"No," he answered with a ghastly laugh; "this passes my most sanguine expectations, even of Godolphin. Good Heaven! Fancy the botch he will make of it!"
"You mustn't let him touch it. You must demand it back, peremptorily. You must telegraph!"
"What a mania you have for telegraphing," he retorted. "A special delivery postage-stamp will serve every purpose. He isn't likely to do the piece again for a week, at the earliest." He thought for awhile, and then he said: "In a week he'll have a chance to change his mind so often, that perhaps he won't revise and overhaul it, after all."
"But he mustn't think that you would suffer it for an instant," his wife insisted. "It's an indignity that you should not submit to; it's an outrage!"
"Very likely," Maxwell admitted, and he began to walk the floor, with his head fallen, and his fingers clutched together behind him. The sight of his mute anguish wrought upon his wife and goaded her to more and more utterance.
"It's an insult to your genius, Brice, dear, and you must resent it. I am sure I have been as humble about the whole affair as any one could be, and I should be the last person to wish you to do anything rash. I bore with Godolphin's suggestions, and I let him worry you to death with his plans for spoiling your play, but I certainly didn't dream of anything so high-handed as his undertaking to work it over himself, or I should have insisted on your breaking with him long ago. How patient you have been through it all! You've shown so much forbearance, and so much wisdom, and so much delicacy in dealing with his preposterous ideas, and then, to have it all thrown away! It's too bad!"
Maxwell kept walking hack and forth, and Louise began again at a new point.
"I was willing to have it remain simply a succès d'estime, as far as Midland was concerned, though I think you were treated abominably in that, for he certainly gave you reason to suppose that he would do it every night there. He says himself that it would have run the whole week; and you can see from that article how it was growing in public favor all the time. What has become of his promise to play nothing else, I should like to know? And he's only played it once, and now he proposes to revise it himself!"

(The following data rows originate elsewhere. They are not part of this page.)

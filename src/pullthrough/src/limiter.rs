//! Upstream connection limiter.
//!
//! A per-key counter lives in a shared store; acquiring runs a compare-and-increment
//! script so concurrent proxies never read-modify-write the counter. The counter
//! carries an expiry so a crashed holder cannot pin it forever.

use crate::config::UPSTREAM_CONN_COUNTER_TTL_SECS;
use crate::error::Result;
use async_trait::async_trait;
use redis::aio::ConnectionManager;
use redis::Script;
use std::collections::HashMap;
use std::sync::{Arc, Mutex};

const ACQUIRE_SCRIPT: &str = r#"
local current = tonumber(redis.call('GET', KEYS[1]) or '0')
local max = tonumber(ARGV[1])
if current + 1 <= max then
    redis.call('INCRBY', KEYS[1], 1)
    redis.call('EXPIRE', KEYS[1], ARGV[2])
    return 1
else
    return 0
end
"#;

const RELEASE_SCRIPT: &str = r#"
local val = tonumber(redis.call('GET', KEYS[1]) or '0')
if val > 0 then
    redis.call('DECR', KEYS[1])
end
return 0
"#;

/// Counter key guarding connections to one upstream registry
pub fn upstream_key(registry_id: i64) -> String {
    format!("upstream_conn:{}", registry_id)
}

/// Atomic bounded counter
#[async_trait]
pub trait CounterStore: Send + Sync {
    /// Increment when below `limit`. Returns whether the slot was taken.
    async fn try_increment(&self, key: &str, limit: i64) -> Result<bool>;

    /// Decrement, never below zero
    async fn decrement(&self, key: &str) -> Result<()>;

    async fn current(&self, key: &str) -> Result<i64>;
}

pub struct RedisCounterStore {
    conn: ConnectionManager,
    acquire: Script,
    release: Script,
}

impl RedisCounterStore {
    pub fn new(conn: ConnectionManager) -> Self {
        Self {
            conn,
            acquire: Script::new(ACQUIRE_SCRIPT),
            release: Script::new(RELEASE_SCRIPT),
        }
    }
}

#[async_trait]
impl CounterStore for RedisCounterStore {
    async fn try_increment(&self, key: &str, limit: i64) -> Result<bool> {
        let mut conn = self.conn.clone();
        let taken: i64 = self
            .acquire
            .key(key)
            .arg(limit)
            .arg(UPSTREAM_CONN_COUNTER_TTL_SECS)
            .invoke_async(&mut conn)
            .await?;
        Ok(taken == 1)
    }

    async fn decrement(&self, key: &str) -> Result<()> {
        let mut conn = self.conn.clone();
        let _: i64 = self.release.key(key).invoke_async(&mut conn).await?;
        Ok(())
    }

    async fn current(&self, key: &str) -> Result<i64> {
        let mut conn = self.conn.clone();
        let value: Option<i64> = redis::cmd("GET").arg(key).query_async(&mut conn).await?;
        Ok(value.unwrap_or(0))
    }
}

/// Process-local counters, used when no shared store is configured
#[derive(Default)]
pub struct MemoryCounterStore {
    counters: Mutex<HashMap<String, i64>>,
}

impl MemoryCounterStore {
    pub fn new() -> Self {
        Self::default()
    }
}

#[async_trait]
impl CounterStore for MemoryCounterStore {
    async fn try_increment(&self, key: &str, limit: i64) -> Result<bool> {
        let mut counters = self.counters.lock().unwrap_or_else(|e| e.into_inner());
        let current = counters.entry(key.to_string()).or_insert(0);
        if *current + 1 <= limit {
            *current += 1;
            Ok(true)
        } else {
            Ok(false)
        }
    }

    async fn decrement(&self, key: &str) -> Result<()> {
        let mut counters = self.counters.lock().unwrap_or_else(|e| e.into_inner());
        if let Some(current) = counters.get_mut(key) {
            if *current > 0 {
                *current -= 1;
            }
        }
        Ok(())
    }

    async fn current(&self, key: &str) -> Result<i64> {
        let counters = self.counters.lock().unwrap_or_else(|e| e.into_inner());
        Ok(counters.get(key).copied().unwrap_or(0))
    }
}

pub struct ConnectionLimiter {
    store: Arc<dyn CounterStore>,
}

impl ConnectionLimiter {
    pub fn new(store: Arc<dyn CounterStore>) -> Self {
        Self { store }
    }

    /// Store failures deny the slot
    pub async fn acquire(&self, key: &str, limit: i64) -> bool {
        match self.store.try_increment(key, limit).await {
            Ok(taken) => {
                tracing::debug!(key = %key, limit = limit, taken = taken, "Connection slot acquire");
                taken
            }
            Err(e) => {
                tracing::error!(key = %key, error = %e, "Failed to read connection counter");
                false
            }
        }
    }

    pub async fn release(&self, key: &str) {
        if let Err(e) = self.store.decrement(key).await {
            tracing::warn!(key = %key, error = %e, "Failed to release connection slot");
        }
    }

    pub async fn in_use(&self, key: &str) -> Result<i64> {
        self.store.current(key).await
    }

    /// Scoped acquire. `limit <= 0` means unlimited and never touches the counter.
    pub async fn permit(self: &Arc<Self>, key: &str, limit: i64) -> Option<ConnectionPermit> {
        if limit <= 0 {
            return Some(ConnectionPermit {
                limiter: None,
                key: key.to_string(),
            });
        }
        if self.acquire(key, limit).await {
            Some(ConnectionPermit {
                limiter: Some(self.clone()),
                key: key.to_string(),
            })
        } else {
            None
        }
    }
}

/// Held slot on a connection counter. Call [`ConnectionPermit::release`] on the
/// normal path; dropping an unreleased permit schedules the release on the runtime.
pub struct ConnectionPermit {
    limiter: Option<Arc<ConnectionLimiter>>,
    key: String,
}

impl ConnectionPermit {
    pub fn key(&self) -> &str {
        &self.key
    }

    pub async fn release(mut self) {
        if let Some(limiter) = self.limiter.take() {
            limiter.release(&self.key).await;
        }
    }
}

impl Drop for ConnectionPermit {
    fn drop(&mut self) {
        let Some(limiter) = self.limiter.take() else {
            return;
        };
        let key = std::mem::take(&mut self.key);
        match tokio::runtime::Handle::try_current() {
            Ok(handle) => {
                handle.spawn(async move { limiter.release(&key).await });
            }
            Err(_) => {
                tracing::warn!(key = %key, "Connection permit dropped outside runtime, slot leaks until expiry");
            }
        }
    }
}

Still Maxwell walked on and she continued:
"I don't know what I shall say to my family. They can never understand such a thing, never! Papa couldn't conceive of giving a promise and not keeping it, much less giving a promise just for the pleasure of breaking it. What shall I tell them, Brice? I can't bear to say that Godolphin is going to make your play over, unless I can say at the same time that you've absolutely forbidden him to do so. That's why I wanted you to telegraph. I wanted to say you had telegraphed."